• _Assigned task_: Go through the records below and report each line with "AccessToken" in it.

• _Task inputs_:
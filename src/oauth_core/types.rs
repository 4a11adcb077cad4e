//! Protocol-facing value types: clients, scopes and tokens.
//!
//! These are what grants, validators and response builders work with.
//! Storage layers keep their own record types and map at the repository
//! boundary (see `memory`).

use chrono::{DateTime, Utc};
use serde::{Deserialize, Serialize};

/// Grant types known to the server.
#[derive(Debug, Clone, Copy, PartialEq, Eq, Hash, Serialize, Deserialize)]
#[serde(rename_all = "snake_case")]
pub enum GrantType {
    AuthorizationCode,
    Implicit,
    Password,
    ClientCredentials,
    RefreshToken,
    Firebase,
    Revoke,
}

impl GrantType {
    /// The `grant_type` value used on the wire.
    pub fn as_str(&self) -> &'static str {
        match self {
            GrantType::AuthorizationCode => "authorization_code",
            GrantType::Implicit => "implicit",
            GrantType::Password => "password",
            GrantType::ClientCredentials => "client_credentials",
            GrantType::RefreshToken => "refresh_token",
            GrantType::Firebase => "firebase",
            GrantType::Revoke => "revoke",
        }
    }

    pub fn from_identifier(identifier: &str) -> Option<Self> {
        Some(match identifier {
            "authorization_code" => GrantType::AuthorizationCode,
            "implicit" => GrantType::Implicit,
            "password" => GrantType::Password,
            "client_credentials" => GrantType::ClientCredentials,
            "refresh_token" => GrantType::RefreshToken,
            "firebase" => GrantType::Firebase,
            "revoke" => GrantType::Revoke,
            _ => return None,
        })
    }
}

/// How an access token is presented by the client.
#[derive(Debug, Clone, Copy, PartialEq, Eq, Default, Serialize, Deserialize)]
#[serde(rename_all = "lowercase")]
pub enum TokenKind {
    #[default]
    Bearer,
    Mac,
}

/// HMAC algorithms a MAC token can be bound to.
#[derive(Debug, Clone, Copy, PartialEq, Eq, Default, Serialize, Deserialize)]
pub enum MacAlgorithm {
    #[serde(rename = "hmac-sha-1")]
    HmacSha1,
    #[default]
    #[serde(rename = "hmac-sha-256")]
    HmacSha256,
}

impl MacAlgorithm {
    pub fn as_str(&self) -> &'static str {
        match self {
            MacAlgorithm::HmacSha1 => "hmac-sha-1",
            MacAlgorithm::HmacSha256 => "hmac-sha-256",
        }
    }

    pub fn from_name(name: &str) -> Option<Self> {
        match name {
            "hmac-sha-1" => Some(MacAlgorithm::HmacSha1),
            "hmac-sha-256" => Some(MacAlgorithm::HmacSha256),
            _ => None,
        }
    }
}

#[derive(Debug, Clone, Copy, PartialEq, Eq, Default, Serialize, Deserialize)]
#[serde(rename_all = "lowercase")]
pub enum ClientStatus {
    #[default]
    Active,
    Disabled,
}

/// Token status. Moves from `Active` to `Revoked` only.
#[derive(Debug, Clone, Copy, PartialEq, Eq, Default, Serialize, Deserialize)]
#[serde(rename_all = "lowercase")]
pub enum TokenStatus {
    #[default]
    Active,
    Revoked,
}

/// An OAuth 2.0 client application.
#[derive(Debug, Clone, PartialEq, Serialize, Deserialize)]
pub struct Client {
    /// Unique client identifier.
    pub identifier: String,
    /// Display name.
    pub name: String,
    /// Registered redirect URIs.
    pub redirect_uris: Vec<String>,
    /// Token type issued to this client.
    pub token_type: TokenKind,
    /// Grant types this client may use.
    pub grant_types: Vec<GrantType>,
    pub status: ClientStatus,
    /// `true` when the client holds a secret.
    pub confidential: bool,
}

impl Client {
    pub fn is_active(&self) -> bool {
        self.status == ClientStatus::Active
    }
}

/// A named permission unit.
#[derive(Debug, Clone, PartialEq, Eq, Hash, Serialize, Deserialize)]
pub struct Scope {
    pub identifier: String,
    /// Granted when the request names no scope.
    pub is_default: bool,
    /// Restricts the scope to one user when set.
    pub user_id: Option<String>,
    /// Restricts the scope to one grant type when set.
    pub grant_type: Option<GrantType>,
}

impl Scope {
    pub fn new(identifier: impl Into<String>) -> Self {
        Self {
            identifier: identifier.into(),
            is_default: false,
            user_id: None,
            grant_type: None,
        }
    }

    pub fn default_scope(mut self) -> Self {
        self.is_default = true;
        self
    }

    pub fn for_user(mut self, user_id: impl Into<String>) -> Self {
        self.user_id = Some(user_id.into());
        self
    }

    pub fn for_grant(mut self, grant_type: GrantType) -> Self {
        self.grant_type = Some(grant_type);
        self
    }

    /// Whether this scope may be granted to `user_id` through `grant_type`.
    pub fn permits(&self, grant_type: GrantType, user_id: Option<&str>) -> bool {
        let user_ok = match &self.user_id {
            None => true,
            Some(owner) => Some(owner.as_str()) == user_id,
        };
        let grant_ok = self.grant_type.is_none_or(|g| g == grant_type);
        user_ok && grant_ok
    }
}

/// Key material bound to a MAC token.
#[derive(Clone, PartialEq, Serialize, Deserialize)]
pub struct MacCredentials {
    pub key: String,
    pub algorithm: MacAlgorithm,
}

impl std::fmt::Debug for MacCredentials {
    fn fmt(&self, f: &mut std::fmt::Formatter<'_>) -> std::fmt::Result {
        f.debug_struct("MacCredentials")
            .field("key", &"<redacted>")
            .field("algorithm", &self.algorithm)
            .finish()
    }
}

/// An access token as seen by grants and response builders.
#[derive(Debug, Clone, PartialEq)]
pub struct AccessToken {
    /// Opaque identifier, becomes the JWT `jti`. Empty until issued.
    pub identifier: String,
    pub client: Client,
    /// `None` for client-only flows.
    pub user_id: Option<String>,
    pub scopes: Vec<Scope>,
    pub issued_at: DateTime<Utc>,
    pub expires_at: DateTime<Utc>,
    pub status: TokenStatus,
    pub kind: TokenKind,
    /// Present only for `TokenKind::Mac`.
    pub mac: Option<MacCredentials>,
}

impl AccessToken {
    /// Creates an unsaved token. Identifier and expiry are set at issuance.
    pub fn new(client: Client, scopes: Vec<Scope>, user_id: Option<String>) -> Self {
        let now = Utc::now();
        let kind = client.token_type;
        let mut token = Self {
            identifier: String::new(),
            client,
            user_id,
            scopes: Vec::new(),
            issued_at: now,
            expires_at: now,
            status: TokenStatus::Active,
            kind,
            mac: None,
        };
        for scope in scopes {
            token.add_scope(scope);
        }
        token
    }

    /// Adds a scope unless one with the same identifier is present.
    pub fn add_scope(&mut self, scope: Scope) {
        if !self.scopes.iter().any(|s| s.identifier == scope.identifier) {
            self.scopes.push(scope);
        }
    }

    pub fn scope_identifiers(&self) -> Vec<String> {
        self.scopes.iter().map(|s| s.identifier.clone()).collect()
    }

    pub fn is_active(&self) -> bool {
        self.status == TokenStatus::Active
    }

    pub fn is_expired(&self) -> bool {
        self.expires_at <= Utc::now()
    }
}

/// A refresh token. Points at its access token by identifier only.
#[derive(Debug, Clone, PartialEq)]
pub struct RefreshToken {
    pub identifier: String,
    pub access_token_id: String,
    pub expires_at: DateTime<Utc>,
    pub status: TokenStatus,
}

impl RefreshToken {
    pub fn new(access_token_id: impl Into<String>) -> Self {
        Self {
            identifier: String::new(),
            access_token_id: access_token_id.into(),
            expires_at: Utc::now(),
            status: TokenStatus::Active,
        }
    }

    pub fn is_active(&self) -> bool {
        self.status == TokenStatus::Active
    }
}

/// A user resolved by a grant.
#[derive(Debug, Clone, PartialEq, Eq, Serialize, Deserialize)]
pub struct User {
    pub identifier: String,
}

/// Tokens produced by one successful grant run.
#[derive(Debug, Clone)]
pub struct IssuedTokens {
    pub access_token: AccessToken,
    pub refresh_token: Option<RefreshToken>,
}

• _Answer box_:
pub struct AccessToken {
impl AccessToken {
    pub access_token: AccessToken,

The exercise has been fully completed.